Former lawyer gets 2 years' imprisonment for inciting subversion
Jiang Tianyong, a former lawyer, was sentenced Tuesday to two years in prison for inciting subversion of state power by a court in Changsha, capital of central China's Hunan Province.
Jiang, 46, was also deprived of his political rights for three years, according to the ruling by the Changsha City Intermediate People's Court.
He was found to have made a large number of statements attacking or defaming China's government departments, judicial organs and the national legal system, the court ruling said.
Jiang said at the court that he would not appeal.
Jiang, influenced by anti-China forces for a long time, gradually formed ideas about subverting China's current political system, the court said.
He had travelled overseas multiple times to attend training on subversion-related issues and applied for support from overseas anti-China forces to finance his activities to hype "high-profile cases," it said.
In 2013, Jiang and some other lawyers founded a "lawyers' group for human rights protection services" and meddled in and blew up some domestic cases under the pretext of "rights protection" via the platform.
Since 2015, Jiang had unscrupulously distorted facts, incited others to gather and cause trouble in public areas, and provoked hostility against the government in several cases including that of Zhou Shifeng, a former lawyer convicted of subverting state power, the court ruling said.
Through these acts, Jiang attacked and slandered the country's current political system and incited subversion of state power and the socialist system, severely undermining national security and social stability, the court stated.
In October 2016, Jiang directed Chen Guiqiu, wife of former Hunan lawyer Xie Yang, to fabricate a series of articles about Xie being tortured during detention and disseminated these articles on the Internet.
Xie was placed under "compulsory measures" for suspicion of inciting subversion of state power at the time.
Jiang also forwarded such articles as well as other twisted reports by overseas media, and instigated others to forward them to incite public discontent with China's system and judicial authority.
Xie said during his trial in May that his rights "had been fully protected" by the police and procuratorate, and stated that he had not been coerced into a confession nor had he been subjected to torture.

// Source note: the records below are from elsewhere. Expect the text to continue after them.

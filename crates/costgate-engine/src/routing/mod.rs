//! Pool routing: picks the primary or read-only replica pool per operation.

pub mod pool_router;

pub use pool_router::{OperationKind, PoolRouter, PoolSelection, RouteDecision};
//! Decorated schema: the output of the build phase. Immutable and shared
//! read-only across all request-handling threads.

use std::sync::Arc;

use async_graphql_parser::types::OperationType;
use costgate_core::{ConfigError, Limit};
use rustc_hash::FxHashMap;
use tracing::info;

use super::model::{FieldDef, SchemaModel};
use crate::cost::{self, FieldContext, FieldCostSpec};
use crate::pagination::{self, PaginationCapSpec};

/// A field together with the metadata computed for it at build time.
#[derive(Debug, Clone)]
pub struct DecoratedField {
    pub def: FieldDef,
    /// `None` means zero cost and a non-multiplying field.
    pub cost: Option<FieldCostSpec>,
    /// Present only on paginated collections.
    pub cap: Option<PaginationCapSpec>,
}

#[derive(Debug, Clone)]
pub struct DecoratedType {
    pub name: String,
    pub fields: FxHashMap<String, DecoratedField>,
}

#[derive(Debug, Clone)]
pub struct DecoratedSchema {
    query_type: String,
    mutation_type: Option<String>,
    subscription_type: Option<String>,
    types: FxHashMap<String, DecoratedType>,
}

impl SchemaModel {
    /// Run the cost annotator and the pagination cap resolver over every field,
    /// returning a new decorated schema. The model itself is left untouched.
    ///
    /// Fails on configuration errors (bad smart tags, missing root types); these
    /// must abort schema build rather than surface at request time.
    pub fn decorate(&self, default_pagination_cap: Limit) -> Result<Arc<DecoratedSchema>, ConfigError> {
        for root in [Some(&self.query_type), self.mutation_type.as_ref(), self.subscription_type.as_ref()]
            .into_iter()
            .flatten()
        {
            if !self.types.contains_key(root) {
                return Err(ConfigError::UnknownType {
                    type_name: root.clone(),
                });
            }
        }

        let mut types = FxHashMap::default();
        let mut costed = 0usize;
        let mut capped = 0usize;

        for (type_name, object) in &self.types {
            let is_root = self.is_root_type(type_name);
            let mut fields = FxHashMap::default();

            for (field_name, def) in &object.fields {
                let ctx = FieldContext {
                    type_name,
                    field: def,
                    is_root,
                };
                let cost = cost::annotate(&ctx)?.map(|spec| cost::apply_live_penalty(spec, &def.meta));
                let cap = pagination::resolve_cap(&ctx, default_pagination_cap)?;

                costed += usize::from(cost.is_some());
                capped += usize::from(cap.as_ref().is_some_and(|c| !c.cap.is_unlimited()));

                fields.insert(
                    field_name.clone(),
                    DecoratedField {
                        def: def.clone(),
                        cost,
                        cap,
                    },
                );
            }

            types.insert(
                type_name.clone(),
                DecoratedType {
                    name: type_name.clone(),
                    fields,
                },
            );
        }

        info!(
            types = types.len(),
            costed_fields = costed,
            capped_fields = capped,
            "schema decorated with cost and pagination metadata"
        );

        Ok(Arc::new(DecoratedSchema {
            query_type: self.query_type.clone(),
            mutation_type: self.mutation_type.clone(),
            subscription_type: self.subscription_type.clone(),
            types,
        }))
    }
}

impl DecoratedSchema {
    pub fn object_type(&self, name: &str) -> Option<&DecoratedType> {
        self.types.get(name)
    }

    pub fn field(&self, type_name: &str, field_name: &str) -> Option<&DecoratedField> {
        self.types.get(type_name)?.fields.get(field_name)
    }

    /// Root object type for an operation kind, if the schema defines one.
    pub fn root_type(&self, ty: OperationType) -> Option<&str> {
        match ty {
            OperationType::Query => Some(self.query_type.as_str()),
            OperationType::Mutation => self.mutation_type.as_deref(),
            OperationType::Subscription => self.subscription_type.as_deref(),
        }
    }

    pub fn type_count(&self) -> usize {
        self.types.len()
    }
}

The court said that Jiang, in the interest of subversion, had smeared state authority, attacked the system mandated by China's constitution, and incited subversion of state power and the socialist system -- acts that constituted the crime of inciting subversion of state power.
It ruled that the accusation filed by the prosecutors against him was well-founded with reliable and sufficient evidence.
The court also accepted Jiang's defense counsel's argument that Jiang had confessed to his wrongdoing during the investigation, pleaded guilty and expressed remorse during the trial, circumstances meriting a lighter punishment.
Over 40 people, including Jiang's family, legislators, political advisors, legal scholars, lawyers, journalists, and members of the public, attended Tuesday's proceedings.
A video of the pronouncement was published on the court's official Weibo account.